Cari amici, è l’Italia. Da
quando ebbi un barlume di ragione, smisi di amarla coi
suoi orribili italiani. Mi chiamo Italico, come ai tempi
di Roma. Con quest’animo contemplo da decenni «un dolore
consumato in assoluta solitudine, intorno a loro un
paese monolitico celebrava la Guerra di Liberazione». E
non se ne cambi una virgola, sbiascica e s’imbizzisce il
Ciampi. E invece tutto cambia, si muove una frana che
non s’arresterà per decenni, non ci saranno abbracci, né
quei Monopoli per deficienti che sono le “memorie
condivise”. Se non i morti, si levano l’odio e sazietà
delle memorie vietate e sepolte. Il lurido castello, o
Ciampi, o Fini, va in pezzi.
La sera di mercoledì
19 ottobre, in un ricevimento di giuristi ed economisti,
un signore triste, un quindici anni in meno di me, mi
disse: «Sono suo lettore dai tempi del Borghese». Venne al
mondo, nel Modenese, molti mesi dopo che suo padre,
neppur fascista, era stato prelevato di casa e
scomparve, ai primi di Maggio del 1945. Raccontò di
un’infanzia mesta, sotto una cappa di silenzio. Ancora
una volta entravo, da vivo, in un cimitero di
sentimenti, la seconda stanza della ferocia comunista.

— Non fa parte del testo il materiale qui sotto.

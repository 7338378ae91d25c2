//! Per-invocation bundle options.

use std::collections::BTreeMap;

use serde::{Deserialize, Serialize};

/// Options for a single bundle invocation.
///
/// Created per call and merged with defaults; never mutated while a
/// bundle is running.
#[derive(Debug, Clone, Default, PartialEq, Serialize, Deserialize)]
#[serde(default)]
pub struct BundleOptions {
    /// Minify the bundle. `None` defers to the host's production flag.
    pub minify: Option<bool>,

    /// Debug mode. The backend always forces this on because source map
    /// extraction depends on it.
    pub debug: bool,

    /// Skip writing the `.map.json` file and the trailing map comment.
    #[serde(alias = "disableScriptMap")]
    pub disable_script_map: bool,

    /// Extra entry extensions tried during resolution, e.g. `.coffee`.
    pub extensions: Vec<String>,

    /// Compile-time replacements passed through to the bundler.
    pub define: BTreeMap<String, String>,

    /// Specifiers the bundler must leave external.
    pub external: Vec<String>,
}

impl BundleOptions {
    pub fn new() -> Self {
        Self::default()
    }

    pub fn minify(mut self, minify: bool) -> Self {
        self.minify = Some(minify);
        self
    }

    pub fn disable_script_map(mut self, disable: bool) -> Self {
        self.disable_script_map = disable;
        self
    }

    pub fn extension(mut self, ext: impl Into<String>) -> Self {
        self.extensions.push(ext.into());
        self
    }

    pub fn define(mut self, key: impl Into<String>, value: impl Into<String>) -> Self {
        self.define.insert(key.into(), value.into());
        self
    }

    pub fn external(mut self, specifier: impl Into<String>) -> Self {
        self.external.push(specifier.into());
        self
    }

    /// Resolve the effective minify flag against the host's production mode.
    pub fn resolve_minify(&self, production: bool) -> bool {
        self.minify.unwrap_or(production)
    }
}
//! Status messages on stderr. Results meant for scripts go to stdout.

use std::sync::atomic::{AtomicBool, Ordering};

use owo_colors::OwoColorize;

static COLOR: AtomicBool = AtomicBool::new(true);

/// Decide once whether messages are colored. `NO_COLOR` disables colors
/// as well as `--no-color`.
pub fn init_colors(no_color: bool) {
    let enabled = !no_color && std::env::var_os("NO_COLOR").is_none();
    COLOR.store(enabled, Ordering::Relaxed);
}

fn colored() -> bool {
    COLOR.load(Ordering::Relaxed)
}

pub fn success(message: &str) {
    if colored() {
        eprintln!("{} {}", "✓".green().bold(), message);
    } else {
        eprintln!("✓ {message}");
    }
}

pub fn info(message: &str) {
    if colored() {
        eprintln!("{} {}", "ℹ".blue().bold(), message);
    } else {
        eprintln!("ℹ {message}");
    }
}

pub fn warning(message: &str) {
    if colored() {
        eprintln!("{} {}", "⚠".yellow().bold(), message.yellow());
    } else {
        eprintln!("⚠ {message}");
    }
}
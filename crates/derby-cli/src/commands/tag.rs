//! `derby-bundle tag`: print the script tag for a URL.

use derby_bundler::script_tag;

use crate::cli::TagArgs;
use crate::error::{CliError, Result};

pub fn execute(args: TagArgs) -> Result<()> {
    if args.url.trim().is_empty() {
        return Err(CliError::InvalidArgument("--url must not be empty".into()));
    }
    println!("{}", script_tag(&args.url, args.crossorigin));
    Ok(())
}
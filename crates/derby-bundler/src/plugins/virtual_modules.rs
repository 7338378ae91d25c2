//! Serves generated modules to Rolldown.
//!
//! Each entry maps a specifier (bare name or absolute path) to generated
//! source. Resolution is claimed before Rolldown's own resolver runs, and
//! `load` also answers for ids that resolved to a real placeholder file, so
//! the generated content is what ends up in the bundle no matter which path
//! reached it first.

use std::borrow::Cow;
use std::path::Path;
use std::sync::Arc;

use path_clean::PathClean;
use rolldown_common::{ModuleType, ResolvedExternal};
use rolldown_plugin::{
    HookLoadArgs, HookLoadOutput, HookLoadReturn, HookResolveIdArgs, HookResolveIdOutput,
    HookResolveIdReturn, HookUsage, Plugin, PluginContext,
};
use rustc_hash::FxHashMap;

use crate::plugins::{DerbyPlugin, PluginPhase};

#[derive(Debug, Clone)]
pub struct VirtualModulesPlugin {
    modules: Arc<FxHashMap<String, String>>,
}

impl VirtualModulesPlugin {
    pub fn new(modules: FxHashMap<String, String>) -> Self {
        Self {
            modules: Arc::new(modules),
        }
    }

    /// Find the registered key a specifier refers to, if any.
    fn lookup(&self, specifier: &str, importer: Option<&str>) -> Option<String> {
        let mut candidates = vec![specifier.to_string()];

        if specifier.starts_with('.') {
            if let Some(dir) = importer.and_then(|i| Path::new(i).parent()) {
                candidates.push(dir.join(specifier).clean().to_string_lossy().into_owned());
            }
        }

        candidates
            .into_iter()
            .flat_map(|c| [format!("{c}.js"), c])
            .find(|c| self.modules.contains_key(c))
    }
}

impl Plugin for VirtualModulesPlugin {
    fn name(&self) -> Cow<'static, str> {
        "derby-virtual-modules".into()
    }

    fn register_hook_usage(&self) -> HookUsage {
        HookUsage::ResolveId | HookUsage::Load
    }

    fn resolve_id(
        &self,
        _ctx: &PluginContext,
        args: &HookResolveIdArgs,
    ) -> impl std::future::Future<Output = HookResolveIdReturn> + Send {
        let importer = args.importer.as_ref().map(|i| i.to_string());
        let resolved = self.lookup(&*args.specifier, importer.as_deref());

        async move {
            Ok(resolved.map(|id| HookResolveIdOutput {
                id: id.into(),
                external: Some(ResolvedExternal::Bool(false)),
                ..Default::default()
            }))
        }
    }

    fn load(
        &self,
        _ctx: &PluginContext,
        args: &HookLoadArgs<'_>,
    ) -> impl std::future::Future<Output = HookLoadReturn> + Send {
        let content = self.modules.get(&*args.id).cloned();

        async move {
            Ok(content.map(|code| HookLoadOutput {
                code: code.into(),
                module_type: Some(ModuleType::Js),
                ..Default::default()
            }))
        }
    }
}

impl DerbyPlugin for VirtualModulesPlugin {
    fn phase(&self) -> PluginPhase {
        PluginPhase::Virtual
    }
}
//! Watch mode: rebuild when bundled files change and tell connected
//! clients about the new scripts.
//!
//! Every successful [`App::bundle`] in watch mode replaces the app's
//! [`BundleWatcher`] with one covering exactly the files of that bundle.
//! Changes are queued on a channel that [`App::watch`] drains.

use std::collections::{BTreeSet, HashMap};
use std::path::{Path, PathBuf};
use std::sync::atomic::{AtomicBool, Ordering};
use std::time::{Duration, Instant};

use notify::{Event, RecommendedWatcher, RecursiveMode, Watcher};
use parking_lot::Mutex;
use tokio::sync::{broadcast, mpsc};

use crate::app::App;
use crate::backend::BundleBackend;
use crate::{BundleOptions, Error, Result};

/// Window in which repeated events for the same file are dropped.
pub const DEFAULT_DEBOUNCE: Duration = Duration::from_millis(100);

const REFRESH_CAPACITY: usize = 16;

/// File change event type.
#[derive(Debug, Clone, PartialEq, Eq)]
pub enum FileChange {
    Modified(PathBuf),
    Created(PathBuf),
    Removed(PathBuf),
}

impl FileChange {
    /// Get the path affected by this change.
    pub fn path(&self) -> &Path {
        match self {
            FileChange::Modified(p) | FileChange::Created(p) | FileChange::Removed(p) => p,
        }
    }
}

/// Watches an explicit set of files (non-recursively) and forwards changes.
pub struct BundleWatcher {
    _watcher: RecommendedWatcher,
    paths: Vec<PathBuf>,
}

impl BundleWatcher {
    /// Watch `paths`, sending debounced changes to `tx`.
    ///
    /// Paths that no longer exist are skipped rather than failing the
    /// whole watcher.
    pub fn new(
        paths: impl IntoIterator<Item = PathBuf>,
        tx: mpsc::UnboundedSender<FileChange>,
        debounce: Duration,
    ) -> Result<Self> {
        let mut last_seen: HashMap<PathBuf, Instant> = HashMap::new();

        let mut watcher = notify::recommended_watcher(move |res: notify::Result<Event>| {
            let event = match res {
                Ok(event) => event,
                Err(err) => {
                    tracing::warn!(error = %err, "file watcher error");
                    return;
                }
            };

            for path in &event.paths {
                let now = Instant::now();
                if let Some(last) = last_seen.get(path) {
                    if now.duration_since(*last) < debounce {
                        continue;
                    }
                }

                let change = match event.kind {
                    notify::EventKind::Create(_) => FileChange::Created(path.clone()),
                    notify::EventKind::Modify(_) => FileChange::Modified(path.clone()),
                    notify::EventKind::Remove(_) => FileChange::Removed(path.clone()),
                    _ => continue,
                };
                last_seen.insert(path.clone(), now);

                // Receiver gone means nobody is rebuilding anymore.
                let _ = tx.send(change);
            }
        })?;

        let mut watched = Vec::new();
        for path in paths {
            if !path.exists() {
                continue;
            }
            watcher.watch(&path, RecursiveMode::NonRecursive)?;
            watched.push(path);
        }

        Ok(Self {
            _watcher: watcher,
            paths: watched,
        })
    }

    /// Files actually being watched.
    pub fn paths(&self) -> &[PathBuf] {
        &self.paths
    }
}

impl std::fmt::Debug for BundleWatcher {
    fn fmt(&self, f: &mut std::fmt::Formatter<'_>) -> std::fmt::Result {
        f.debug_struct("BundleWatcher")
            .field("paths", &self.paths)
            .finish()
    }
}

/// Sent to subscribers after a rebuild has been written.
#[derive(Debug, Clone, PartialEq, Eq)]
pub enum RefreshEvent {
    ScriptsUpdated {
        app: String,
        script_url: String,
        script_hash: String,
    },
}

/// Fan-out of [`RefreshEvent`]s to connected clients.
///
/// Publishing is a no-op until the hub is enabled, which happens on the
/// first bundle in watch mode.
#[derive(Debug)]
pub struct RefreshHub {
    sender: broadcast::Sender<RefreshEvent>,
    enabled: AtomicBool,
}

impl RefreshHub {
    pub fn new() -> Self {
        let (sender, _) = broadcast::channel(REFRESH_CAPACITY);
        Self {
            sender,
            enabled: AtomicBool::new(false),
        }
    }

    pub fn enable(&self) {
        self.enabled.store(true, Ordering::Release);
    }

    pub fn is_enabled(&self) -> bool {
        self.enabled.load(Ordering::Acquire)
    }

    pub fn subscribe(&self) -> broadcast::Receiver<RefreshEvent> {
        self.sender.subscribe()
    }

    /// Returns how many subscribers received the event.
    pub fn publish(&self, event: RefreshEvent) -> usize {
        if !self.is_enabled() {
            return 0;
        }
        self.sender.send(event).unwrap_or(0)
    }
}

impl Default for RefreshHub {
    fn default() -> Self {
        Self::new()
    }
}

/// Per-app watch plumbing: the change channel and the live watcher.
///
/// Files are only watched while [`App::watch`] is running, since it is the
/// sole reader of the channel.
pub(crate) struct WatchState {
    tx: Mutex<Option<mpsc::UnboundedSender<FileChange>>>,
    rx: Mutex<Option<mpsc::UnboundedReceiver<FileChange>>>,
    watcher: Mutex<Option<BundleWatcher>>,
    active: AtomicBool,
}

impl WatchState {
    pub(crate) fn new() -> Self {
        let (tx, rx) = mpsc::unbounded_channel();
        Self {
            tx: Mutex::new(Some(tx)),
            rx: Mutex::new(Some(rx)),
            watcher: Mutex::new(None),
            active: AtomicBool::new(false),
        }
    }

    fn is_active(&self) -> bool {
        self.active.load(Ordering::Acquire)
    }

    fn activate(&self) -> ActiveWatch<'_> {
        self.active.store(true, Ordering::Release);
        ActiveWatch(self)
    }
}

/// Marks a running watch loop; dropping it stops the file watcher too.
struct ActiveWatch<'a>(&'a WatchState);

impl Drop for ActiveWatch<'_> {
    fn drop(&mut self) {
        self.0.active.store(false, Ordering::Release);
        self.0.watcher.lock().take();
    }
}

impl App {
    /// Replace the current watcher with one over the files of the latest
    /// bundle. Virtual modules and other ids without a file are skipped.
    /// Does nothing unless [`App::watch`] is running.
    pub(crate) fn watch_bundle(&self, files: &[String]) -> Result<()> {
        if !self.watch_state.is_active() {
            return Ok(());
        }
        let Some(tx) = self.watch_state.tx.lock().clone() else {
            return Ok(());
        };

        let paths: BTreeSet<PathBuf> = files
            .iter()
            .map(PathBuf::from)
            .filter(|p| p.is_file())
            .collect();

        let watcher = BundleWatcher::new(paths, tx, DEFAULT_DEBOUNCE)?;
        tracing::debug!(
            app = %self.name(),
            files = watcher.paths().len(),
            "watching bundle files"
        );
        *self.watch_state.watcher.lock() = Some(watcher);
        Ok(())
    }

    /// Files currently watched for this app.
    pub fn watched_files(&self) -> Vec<PathBuf> {
        self.watch_state
            .watcher
            .lock()
            .as_ref()
            .map(|w| w.paths().to_vec())
            .unwrap_or_default()
    }

    /// Queue a rebuild as if `change` had been observed on disk. Ignored
    /// unless [`App::watch`] is running.
    pub fn notify_change(&self, change: FileChange) {
        if !self.watch_state.is_active() {
            return;
        }
        if let Some(tx) = self.watch_state.tx.lock().as_ref() {
            let _ = tx.send(change);
        }
    }

    /// Stop watching. A running [`App::watch`] loop finishes its current
    /// rebuild and returns.
    pub fn stop_watching(&self) {
        self.watch_state.watcher.lock().take();
        self.watch_state.tx.lock().take();
    }

    /// Write the scripts, then rewrite them every time a bundled file
    /// changes, until [`App::stop_watching`] is called.
    ///
    /// A failed rebuild is logged and the previous scripts stay current.
    pub async fn watch(
        &self,
        backend: &dyn BundleBackend,
        dir: &Path,
        options: &BundleOptions,
    ) -> Result<()> {
        if !self.config().watch_files {
            return Err(Error::InvalidConfig(format!(
                "app '{}' is not configured to watch files",
                self.name()
            )));
        }
        let mut rx = self.watch_state.rx.lock().take().ok_or_else(|| {
            Error::InvalidConfig(format!("app '{}' is already being watched", self.name()))
        })?;
        let _active = self.watch_state.activate();

        let artifact = match self.write_scripts(backend, dir, options).await {
            Ok(artifact) => artifact,
            Err(err) => {
                *self.watch_state.rx.lock() = Some(rx);
                return Err(err);
            }
        };
        tracing::info!(app = %self.name(), url = %artifact.script_url, "watching for changes");

        while let Some(change) = rx.recv().await {
            // Coalesce whatever piled up during the last build.
            let mut pending = 1;
            while rx.try_recv().is_ok() {
                pending += 1;
            }
            tracing::info!(
                app = %self.name(),
                path = %change.path().display(),
                pending,
                "rebuilding"
            );

            match self.write_scripts(backend, dir, options).await {
                Ok(artifact) => {
                    self.refresh.publish(RefreshEvent::ScriptsUpdated {
                        app: self.name().to_string(),
                        script_url: artifact.script_url.clone(),
                        script_hash: artifact.script_hash.clone(),
                    });
                }
                Err(err) => {
                    tracing::warn!(app = %self.name(), error = %err, "rebuild failed");
                }
            }
        }

        Ok(())
    }
}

Pansa la separa nettamente dalla prima. Qui non sono
“vinti” perché non combatterono, non ebbero
nemici. Al macello dei fascisti doveva seguire il
secondo, dei cattolici, dei possidenti, dei benestanti.
Questa stanza fu sempre tenacemente confusa con la
precedente, quasi una coda scapricciata, di certo
esagerata, ma dopo tanti affanni, pur comprensibile.

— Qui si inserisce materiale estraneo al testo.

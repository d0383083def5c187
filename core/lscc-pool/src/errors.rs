//! Admission errors for the transaction pool (spec section 7: "Admission
//! errors" -- reported to the caller, not logged as errors).

use lscc_state::TxId;
use thiserror::Error;

#[derive(Error, Debug, Clone, PartialEq, Eq)]
pub enum PoolError {
    #[error("pool is full: capacity {capacity}")]
    PoolFull { capacity: usize },

    #[error("transaction routed to the wrong shard")]
    WrongShard,

    #[error("malformed transaction: {0}")]
    MalformedTx(String),

    #[error("transaction already present: {0}")]
    DuplicateTransaction(TxId),

    #[error("transaction not found: {0}")]
    NotFound(TxId),
}

pub type PoolResult<T> = Result<T, PoolError>;
//! In-memory `Storage` adapter (SPEC_FULL.md ambient stack addition).
//!
//! A real durable backend (sled/rocksdb, as the teacher's crate already
//! depended on) is a collaborator to be substituted by the outer node
//! assembly -- persistent storage implementation details are explicitly
//! out of scope for the core. This adapter is what the core's own tests
//! and a development node run against.

use lscc_core::storage::{block_key, Storage, StorageError, StorageResult};
use parking_lot::RwLock;
use std::collections::BTreeMap;

/// `BTreeMap`-backed `Storage`, guarded by a single reader/writer lock.
#[derive(Default)]
pub struct InMemoryStorage {
    kv: RwLock<BTreeMap<String, Vec<u8>>>,
}

impl InMemoryStorage {
    pub fn new() -> Self {
        Self::default()
    }
}

impl Storage for InMemoryStorage {
    fn save_block(&self, shard_id: u32, height: u64, block_bytes: &[u8]) -> StorageResult<()> {
        self.kv
            .write()
            .insert(block_key(shard_id, height), block_bytes.to_vec());
        Ok(())
    }

    fn get_block(&self, shard_id: u32, height: u64) -> StorageResult<Vec<u8>> {
        self.kv
            .read()
            .get(&block_key(shard_id, height))
            .cloned()
            .ok_or_else(|| StorageError::NotFound(block_key(shard_id, height)))
    }

    fn save_kv(&self, key: &str, value: &[u8]) -> StorageResult<()> {
        self.kv.write().insert(key.to_string(), value.to_vec());
        Ok(())
    }

    fn get_kv(&self, key: &str) -> StorageResult<Vec<u8>> {
        self.kv
            .read()
            .get(key)
            .cloned()
            .ok_or_else(|| StorageError::NotFound(key.to_string()))
    }
}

Quando il vigliaccume giornalistico doveva trattarne,
faceva titoli con «le schegge impazzite dopo la
Liberazione» (Resto del
Carlino, 4 gennaio 2004).
Giampaolo Pansa,
cui né Scalfaro né Ciampi, né Fini né D’Alema potran
chiudere la bocca perché non è fascista, allarga, scava,
distingue, accusa. Il secondo macello doveva ripulire
l’Italia per farla comunista. Aveva cominciato Pisanò,
nel 1992, con un libro monumentale, Il triangolo della
morte, che resta, ancora una volta, la base
fondamentale. Ma Pisanò era fascista, si poteva
ignorarlo come non esistesse. Ora, chi potrà schiacciare
le dita a Pansa per impedirgli di girare la chiave?
Vedrete, vedrete, è appena cominciata.